Do I Need A Proof-of-Concept Prototype?
If you are serious about creating a product for mass production, the answer is yes. Read on to understand why.
Remember that prototype that you hacked together in the garage using materials you found around the house, and with the limited tool collection you had on hand? What key learning points did you take away from the finished product? Maybe it got you to the point of having a prototype to have and to hold. However, maybe it didn’t execute the concept you envisioned. Perhaps the concept was beyond your skill level or you didn’t have, or couldn’t find, the materials and tooling you needed to make the prototype function at a proof of concept level. Perhaps you learned early on in the process that key assumptions you had made were incorrect and the prototype needed a complete redesign to achieve the correct functionality?
The proof of concept prototype is the next step in development. There is a good chance that you will have multiple prototypes, and if you do not, maybe you’re missing something. For example, my last invention had more than 20 iterations before I was comfortable enough with the product to cut the production tooling and ramp up production for the market.

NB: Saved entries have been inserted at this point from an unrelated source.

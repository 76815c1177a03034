//! Response DTOs.

use serde::{Deserialize, Serialize};
use uuid::Uuid;

use trainhub_auth::rbac::SystemPermission;
use trainhub_entity::session::{Gate, Session};
use trainhub_entity::user::UserRole;

/// Standard success response wrapper.
#[derive(Debug, Clone, Serialize, Deserialize)]
pub struct ApiResponse<T: Serialize> {
    /// Whether the request was successful.
    pub success: bool,
    /// Response data.
    pub data: T,
}

impl<T: Serialize> ApiResponse<T> {
    /// Creates a successful response.
    pub fn ok(data: T) -> Self {
        Self {
            success: true,
            data,
        }
    }
}

/// A session together with the gates the caller may decide right now.
#[derive(Debug, Clone, Serialize)]
pub struct SessionResponse {
    #[serde(flatten)]
    pub session: Session,
    /// Empty when the caller has nothing to do on this session.
    pub legal_actions: Vec<Gate>,
}

/// Current actor.
#[derive(Debug, Clone, Serialize, Deserialize)]
pub struct MeResponse {
    /// User ID.
    pub id: Uuid,
    /// Username.
    pub username: String,
    /// Role.
    pub role: UserRole,
    /// Permissions granted by the role.
    pub permissions: Vec<SystemPermission>,
}

/// Liveness response.
#[derive(Debug, Clone, Serialize, Deserialize)]
pub struct HealthResponse {
    /// `ok`.
    pub status: String,
    /// Crate version.
    pub version: String,
    /// Seconds since start.
    pub uptime_seconds: u64,
}

/// Detailed health response.
#[derive(Debug, Clone, Serialize, Deserialize)]
pub struct DetailedHealthResponse {
    /// `ok` or `degraded`.
    pub status: String,
    /// Crate version.
    pub version: String,
    /// Seconds since start.
    pub uptime_seconds: u64,
    /// Store reachability.
    pub store: ComponentHealth,
    /// Worker configuration.
    pub worker_enabled: bool,
    /// Moodle bridge configured.
    pub embed_enabled: bool,
}

/// Health of one dependency.
#[derive(Debug, Clone, Serialize, Deserialize)]
pub struct ComponentHealth {
    /// `postgres` or `memory`.
    pub provider: String,
    /// Whether the last check succeeded.
    pub healthy: bool,
    /// Check latency.
    pub latency_ms: u64,
    /// Failure message.
    #[serde(skip_serializing_if = "Option::is_none")]
    pub error: Option<String>,
}
//! RBAC helpers for permission-guarded handlers.

use trainhub_auth::rbac::{RbacEnforcer, SystemPermission};
use trainhub_core::error::AppError;

use crate::extractors::AuthUser;

/// Checks that the authenticated user's role grants `permission`.
pub fn require_permission(
    auth: &AuthUser,
    rbac: &RbacEnforcer,
    permission: SystemPermission,
) -> Result<(), AppError> {
    rbac.require_permission(&auth.role(), &permission)
}
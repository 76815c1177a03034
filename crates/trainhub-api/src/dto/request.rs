//! Request DTOs with validation.

use chrono::{DateTime, Utc};
use serde::{Deserialize, Serialize};
use uuid::Uuid;
use validator::Validate;

use trainhub_core::error::AppError;
use trainhub_entity::session::{Gate, SessionKind, SessionStatus};
use trainhub_service::NewSession;

/// Create session request body.
#[derive(Debug, Clone, Serialize, Deserialize, Validate)]
pub struct CreateSessionRequest {
    /// Session title.
    #[validate(length(min = 1, max = 255, message = "Title must be 1-255 characters"))]
    pub title: String,
    /// `hse` or `metier`.
    pub kind: SessionKind,
    /// Scheduled start.
    pub start_time: DateTime<Utc>,
    /// Scheduled end.
    pub end_time: DateTime<Utc>,
    /// Venue.
    #[validate(length(max = 255))]
    pub location: Option<String>,
    /// Seat count.
    #[validate(range(min = 1, message = "Capacity must be at least 1"))]
    pub capacity: Option<i32>,
    /// Assigned trainer.
    pub trainer_id: Option<Uuid>,
}

impl From<CreateSessionRequest> for NewSession {
    fn from(req: CreateSessionRequest) -> Self {
        Self {
            title: req.title,
            kind: req.kind,
            start_time: req.start_time,
            end_time: req.end_time,
            location: req.location,
            capacity: req.capacity,
            trainer_id: req.trainer_id,
        }
    }
}

/// Gate decision request body.
#[derive(Debug, Clone, Serialize, Deserialize, Validate)]
pub struct ValidateSessionRequest {
    /// Gate being decided.
    pub gate: Gate,
    /// `true` to approve, `false` to reject.
    pub approve: bool,
    /// Version the caller last read; stale values are refused.
    pub expected_version: Option<i64>,
    /// Rejection reason.
    #[validate(length(max = 1000))]
    pub reason: Option<String>,
}

/// Moodle bridge token request: the host's view of the user.
#[derive(Debug, Clone, Serialize, Deserialize, Validate)]
pub struct EmbedTokenRequest {
    /// Host user ID.
    pub user_id: Uuid,
    /// Host username.
    #[validate(length(min = 1, max = 255))]
    pub username: String,
    /// Role name as sent by the host (aliases accepted).
    #[validate(length(min = 1))]
    pub role: String,
}

/// `?status=a,b` filter for session listing.
#[derive(Debug, Clone, Default, Serialize, Deserialize)]
pub struct StatusFilter {
    /// Comma-separated status names.
    pub status: Option<String>,
}

impl StatusFilter {
    /// Parsed statuses; empty means no filter.
    pub fn statuses(&self) -> Result<Vec<SessionStatus>, AppError> {
        let Some(raw) = self.status.as_deref() else {
            return Ok(Vec::new());
        };
        raw.split(',')
            .map(str::trim)
            .filter(|s| !s.is_empty())
            .map(|s| {
                s.parse::<SessionStatus>()
                    .map_err(|_| AppError::validation(format!("Unknown status: {s}")))
            })
            .collect()
    }
}

/// Validation queue query.
#[derive(Debug, Clone, Default, Serialize, Deserialize)]
pub struct PendingQuery {
    /// Only sessions awaiting a gate the caller owns.
    #[serde(default)]
    pub mine: bool,
}
//! Training session kind.

use serde::{Deserialize, Serialize};
use std::fmt;
use std::str::FromStr;

/// The kind of a training session.
///
/// The kind decides whether a session must pass the HSE gate after the
/// HR gate.
#[derive(Debug, Clone, Copy, PartialEq, Eq, Hash, Serialize, Deserialize, sqlx::Type)]
#[sqlx(type_name = "session_kind", rename_all = "lowercase")]
#[serde(rename_all = "lowercase")]
pub enum SessionKind {
    /// Health, safety and environment training. Two gates.
    #[serde(alias = "HSE")]
    Hse,
    /// Job-skills training. HR gate only.
    #[serde(alias = "Métier", alias = "métier", alias = "Metier")]
    Metier,
}

impl SessionKind {
    /// Whether sessions of this kind need the HSE gate.
    pub fn requires_hse_gate(&self) -> bool {
        matches!(self, Self::Hse)
    }

    /// Return the kind as a lowercase string.
    pub fn as_str(&self) -> &'static str {
        match self {
            Self::Hse => "hse",
            Self::Metier => "metier",
        }
    }
}

impl fmt::Display for SessionKind {
    fn fmt(&self, f: &mut fmt::Formatter<'_>) -> fmt::Result {
        write!(f, "{}", self.as_str())
    }
}

impl FromStr for SessionKind {
    type Err = trainhub_core::AppError;

    fn from_str(s: &str) -> Result<Self, Self::Err> {
        match s.trim().to_lowercase().as_str() {
            "hse" => Ok(Self::Hse),
            "metier" | "métier" => Ok(Self::Metier),
            _ => Err(trainhub_core::AppError::validation(format!(
                "Invalid session kind: '{s}'. Expected one of: hse, metier"
            ))),
        }
    }
}

#[cfg(test)]
mod tests {
    use super::*;

    #[test]
    fn test_accepts_source_spellings() {
        let hse: SessionKind = serde_json::from_str("\"HSE\"").unwrap();
        let metier: SessionKind = serde_json::from_str("\"Métier\"").unwrap();
        assert_eq!(hse, SessionKind::Hse);
        assert_eq!(metier, SessionKind::Metier);
        assert_eq!("Métier".parse::<SessionKind>().unwrap(), SessionKind::Metier);
    }

    #[test]
    fn test_only_hse_requires_second_gate() {
        assert!(SessionKind::Hse.requires_hse_gate());
        assert!(!SessionKind::Metier.requires_hse_gate());
    }
}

The proof of concept prototype is rarely the pretty and sexy thing that you’ll be stocking store shelves with, so aesthetics are not nearly as important as functionality. It’s ok if it’s ugly. Make it affordably, but most importantly make it work. The proof of concept prototype needs to meet your minimum product requirements outlined on your product requirement document (don’t know what that is? Read about it here, and download a template to get started).
Depending on the complexities of your product, proof of concept prototypes can range greatly in development costs. While expensive research and development is not always a fun financial party, the proof of concept prototype is where the rubber meets the road, and where you get the first validation of your problem solving solution.
If all this sounds like a bit too much and you are thinking about skipping this step, do not pass go, do not collect $200. The proof of concept prototype is worth the time and financial commitment. I have seen several instances where people have skipped this stage and gone right into production based on assumptions. Rarely does it work out, and if it does, rarely does the product have the quality required to keep it on store shelves.
It’s also important to keep in mind that the proof of concept prototype can carry a lot of credibility when it comes to raising money or getting those pre-orders in the door. In many business competitions, it’s not uncommon to see a stack of theoretical products that look good on paper. However, your proof of concept prototype will draw the attention of the right people, as it demonstrates commitment to the process. Furthermore, it can help people get excited when a physical product is in hand.
The proof of concept prototype will also help you better understand and develop your intellectual property (IP). Furthermore, it will help your patent attorney create and file for your patent. A good IP attorney will see areas where the patent can be made stronger once he or she understands the functionality.
SoProto Power Tip: Your proof of concept prototype doesn’t need to match your exact vision of the final design of your product. It is most important that it meets the functionality requirements that are key to making your product unique and valuable.